------ MATERIAL TO PROCESS ------
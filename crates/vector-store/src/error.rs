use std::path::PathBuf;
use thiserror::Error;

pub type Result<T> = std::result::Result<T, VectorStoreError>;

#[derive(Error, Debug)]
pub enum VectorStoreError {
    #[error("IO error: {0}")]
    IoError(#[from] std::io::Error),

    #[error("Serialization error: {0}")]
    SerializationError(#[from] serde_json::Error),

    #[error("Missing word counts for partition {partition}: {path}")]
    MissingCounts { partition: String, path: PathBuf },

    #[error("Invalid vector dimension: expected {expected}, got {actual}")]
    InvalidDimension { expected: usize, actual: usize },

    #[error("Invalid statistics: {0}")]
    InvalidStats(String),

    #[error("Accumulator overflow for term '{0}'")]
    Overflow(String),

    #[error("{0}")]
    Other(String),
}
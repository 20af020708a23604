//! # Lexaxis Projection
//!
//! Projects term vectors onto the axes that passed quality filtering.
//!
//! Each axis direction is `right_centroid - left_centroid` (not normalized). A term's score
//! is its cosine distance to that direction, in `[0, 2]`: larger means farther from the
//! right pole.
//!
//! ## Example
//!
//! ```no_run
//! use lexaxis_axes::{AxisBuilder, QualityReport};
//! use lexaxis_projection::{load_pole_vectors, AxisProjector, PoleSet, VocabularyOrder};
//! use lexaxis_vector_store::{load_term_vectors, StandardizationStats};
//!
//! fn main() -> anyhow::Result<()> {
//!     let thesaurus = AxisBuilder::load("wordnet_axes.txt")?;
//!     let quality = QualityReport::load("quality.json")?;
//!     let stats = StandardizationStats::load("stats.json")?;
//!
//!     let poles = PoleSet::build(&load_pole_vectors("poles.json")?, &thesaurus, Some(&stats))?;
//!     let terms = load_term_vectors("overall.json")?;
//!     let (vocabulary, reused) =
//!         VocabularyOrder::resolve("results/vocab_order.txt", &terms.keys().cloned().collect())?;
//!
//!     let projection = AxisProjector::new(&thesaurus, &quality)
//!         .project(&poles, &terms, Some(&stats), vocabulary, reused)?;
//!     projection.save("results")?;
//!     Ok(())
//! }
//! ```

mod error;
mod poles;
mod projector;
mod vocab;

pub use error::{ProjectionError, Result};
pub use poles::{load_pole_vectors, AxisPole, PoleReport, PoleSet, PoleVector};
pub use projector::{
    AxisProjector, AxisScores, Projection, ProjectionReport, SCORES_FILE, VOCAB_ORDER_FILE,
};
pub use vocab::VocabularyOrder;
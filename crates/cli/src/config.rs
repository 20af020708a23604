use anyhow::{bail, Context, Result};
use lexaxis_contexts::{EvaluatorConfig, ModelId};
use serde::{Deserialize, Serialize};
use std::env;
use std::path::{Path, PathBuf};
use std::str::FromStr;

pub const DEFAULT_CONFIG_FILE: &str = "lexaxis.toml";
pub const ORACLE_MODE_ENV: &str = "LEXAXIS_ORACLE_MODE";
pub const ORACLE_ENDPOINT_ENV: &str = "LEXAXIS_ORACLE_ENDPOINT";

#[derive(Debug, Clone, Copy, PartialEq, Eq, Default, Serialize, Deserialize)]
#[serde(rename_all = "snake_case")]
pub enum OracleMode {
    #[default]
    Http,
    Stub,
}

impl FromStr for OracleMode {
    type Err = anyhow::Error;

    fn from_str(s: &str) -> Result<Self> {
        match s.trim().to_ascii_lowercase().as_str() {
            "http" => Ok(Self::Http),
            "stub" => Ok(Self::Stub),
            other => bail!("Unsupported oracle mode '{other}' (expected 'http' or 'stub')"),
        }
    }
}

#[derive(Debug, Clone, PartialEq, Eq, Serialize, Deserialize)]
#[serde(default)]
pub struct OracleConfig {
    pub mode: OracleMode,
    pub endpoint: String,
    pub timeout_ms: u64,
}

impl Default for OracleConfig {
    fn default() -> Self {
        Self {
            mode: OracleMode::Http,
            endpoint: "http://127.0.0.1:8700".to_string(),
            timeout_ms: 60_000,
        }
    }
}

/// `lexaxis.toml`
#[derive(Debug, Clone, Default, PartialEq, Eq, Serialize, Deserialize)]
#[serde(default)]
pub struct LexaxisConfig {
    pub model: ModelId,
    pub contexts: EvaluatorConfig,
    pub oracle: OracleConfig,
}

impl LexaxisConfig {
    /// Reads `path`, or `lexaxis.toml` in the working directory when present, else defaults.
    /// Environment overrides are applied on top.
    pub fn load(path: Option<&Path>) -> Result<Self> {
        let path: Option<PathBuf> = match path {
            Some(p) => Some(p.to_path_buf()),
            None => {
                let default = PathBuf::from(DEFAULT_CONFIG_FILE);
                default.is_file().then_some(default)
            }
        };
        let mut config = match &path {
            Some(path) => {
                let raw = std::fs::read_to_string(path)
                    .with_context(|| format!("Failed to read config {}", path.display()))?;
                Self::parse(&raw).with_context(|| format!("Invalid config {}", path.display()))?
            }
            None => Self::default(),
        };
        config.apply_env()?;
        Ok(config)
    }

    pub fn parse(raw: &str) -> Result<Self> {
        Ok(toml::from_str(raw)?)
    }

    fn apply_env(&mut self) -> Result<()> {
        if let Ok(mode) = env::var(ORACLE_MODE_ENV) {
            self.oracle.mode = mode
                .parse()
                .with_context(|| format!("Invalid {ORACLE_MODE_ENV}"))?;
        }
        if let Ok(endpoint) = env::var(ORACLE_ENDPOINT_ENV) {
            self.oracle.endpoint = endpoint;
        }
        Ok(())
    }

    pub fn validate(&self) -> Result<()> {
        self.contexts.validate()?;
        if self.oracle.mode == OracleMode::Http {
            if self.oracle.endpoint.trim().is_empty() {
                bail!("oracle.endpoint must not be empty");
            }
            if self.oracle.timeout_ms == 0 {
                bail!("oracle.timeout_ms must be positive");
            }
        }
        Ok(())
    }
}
------
● **WHAT THE EXERCISE ASKS**
Restate every entry word for word.

● **RESULT**
filename crates/vector-store/src/error.rs
use std::path::PathBuf;
use thiserror::Error;

pub type Result<T> = std::result::Result<T, VectorStoreError>;

#[derive(Error, Debug)]
pub enum VectorStoreError {
    #[error("IO error: {0}")]
    IoError(#[from] std::io::Error),

    #[error("Serialization error: {0}")]
    SerializationError(#[from] serde_json::Error),

    #[error("Missing word counts for partition {partition}: {path}")]
    MissingCounts { partition: String, path: PathBuf },

    #[error("Invalid vector dimension: expected {expected}, got {actual}")]
    InvalidDimension { expected: usize, actual: usize },

    #[error("Invalid statistics: {0}")]
    InvalidStats(String),

    #[error("Accumulator overflow for term '{0}'")]
    Overflow(String),

    #[error("{0}")]
    Other(String),
}
repository 20af020708a23604
//! # Lexaxis Projection
//!
//! Projects term vectors onto the axes that passed quality filtering.
//!
//! Each axis direction is `right_centroid - left_centroid` (not normalized). A term's score
//! is its cosine distance to that direction, in `[0, 2]`: larger means farther from the
//! right pole.
//!
//! ## Example
//!
//! ```no_run
//! use lexaxis_axes::{AxisBuilder, QualityReport};
//! use lexaxis_projection::{load_pole_vectors, AxisProjector, PoleSet, VocabularyOrder};
//! use lexaxis_vector_store::{load_term_vectors, StandardizationStats};
//!
//! fn main() -> anyhow::Result<()> {
//!     let thesaurus = AxisBuilder::load("wordnet_axes.txt")?;
//!     let quality = QualityReport::load("quality.json")?;
//!     let stats = StandardizationStats::load("stats.json")?;
//!
//!     let poles = PoleSet::build(&load_pole_vectors("poles.json")?, &thesaurus, Some(&stats))?;
//!     let terms = load_term_vectors("overall.json")?;
//!     let (vocabulary, reused) =
//!         VocabularyOrder::resolve("results/vocab_order.txt", &terms.keys().cloned().collect())?;
//!
//!     let projection = AxisProjector::new(&thesaurus, &quality)
//!         .project(&poles, &terms, Some(&stats), vocabulary, reused)?;
//!     projection.save("results")?;
//!     Ok(())
//! }
//! ```

mod error;
mod poles;
mod projector;
mod vocab;

pub use error::{ProjectionError, Result};
pub use poles::{load_pole_vectors, AxisPole, PoleReport, PoleSet, PoleVector};
pub use projector::{
    AxisProjector, AxisScores, Projection, ProjectionReport, SCORES_FILE, VOCAB_ORDER_FILE,
};
pub use vocab::VocabularyOrder;
filename crates/cli/src/config.rs
repository 20af020708a23604
use anyhow::{bail, Context, Result};
use lexaxis_contexts::{EvaluatorConfig, ModelId};
use serde::{Deserialize, Serialize};
use std::env;
use std::path::{Path, PathBuf};
use std::str::FromStr;

pub const DEFAULT_CONFIG_FILE: &str = "lexaxis.toml";
pub const ORACLE_MODE_ENV: &str = "LEXAXIS_ORACLE_MODE";
pub const ORACLE_ENDPOINT_ENV: &str = "LEXAXIS_ORACLE_ENDPOINT";

#[derive(Debug, Clone, Copy, PartialEq, Eq, Default, Serialize, Deserialize)]
#[serde(rename_all = "snake_case")]
pub enum OracleMode {
    #[default]
    Http,
    Stub,
}

impl FromStr for OracleMode {
    type Err = anyhow::Error;

    fn from_str(s: &str) -> Result<Self> {
        match s.trim().to_ascii_lowercase().as_str() {
            "http" => Ok(Self::Http),
            "stub" => Ok(Self::Stub),
            other => bail!("Unsupported oracle mode '{other}' (expected 'http' or 'stub')"),
        }
    }
}

#[derive(Debug, Clone, PartialEq, Eq, Serialize, Deserialize)]
#[serde(default)]
pub struct OracleConfig {
    pub mode: OracleMode,
    pub endpoint: String,
    pub timeout_ms: u64,
}

impl Default for OracleConfig {
    fn default() -> Self {
        Self {
            mode: OracleMode::Http,
            endpoint: "http://127.0.0.1:8700".to_string(),
            timeout_ms: 60_000,
        }
    }
}

/// `lexaxis.toml`
#[derive(Debug, Clone, Default, PartialEq, Eq, Serialize, Deserialize)]
#[serde(default)]
pub struct LexaxisConfig {
    pub model: ModelId,
    pub contexts: EvaluatorConfig,
    pub oracle: OracleConfig,
}

impl LexaxisConfig {
    /// Reads `path`, or `lexaxis.toml` in the working directory when present, else defaults.
    /// Environment overrides are applied on top.
    pub fn load(path: Option<&Path>) -> Result<Self> {
        let path: Option<PathBuf> = match path {
            Some(p) => Some(p.to_path_buf()),
            None => {
                let default = PathBuf::from(DEFAULT_CONFIG_FILE);
                default.is_file().then_some(default)
            }
        };
        let mut config = match &path {
            Some(path) => {
                let raw = std::fs::read_to_string(path)
                    .with_context(|| format!("Failed to read config {}", path.display()))?;
                Self::parse(&raw).with_context(|| format!("Invalid config {}", path.display()))?
            }
            None => Self::default(),
        };
        config.apply_env()?;
        Ok(config)
    }

    pub fn parse(raw: &str) -> Result<Self> {
        Ok(toml::from_str(raw)?)
    }

    fn apply_env(&mut self) -> Result<()> {
        if let Ok(mode) = env::var(ORACLE_MODE_ENV) {
            self.oracle.mode = mode
                .parse()
                .with_context(|| format!("Invalid {ORACLE_MODE_ENV}"))?;
        }
        if let Ok(endpoint) = env::var(ORACLE_ENDPOINT_ENV) {
            self.oracle.endpoint = endpoint;
        }
        Ok(())
    }

    pub fn validate(&self) -> Result<()> {
        self.contexts.validate()?;
        if self.oracle.mode == OracleMode::Http {
            if self.oracle.endpoint.trim().is_empty() {
                bail!("oracle.endpoint must not be empty");
            }
            if self.oracle.timeout_ms == 0 {
                bail!("oracle.timeout_ms must be positive");
            }
        }
        Ok(())
    }
}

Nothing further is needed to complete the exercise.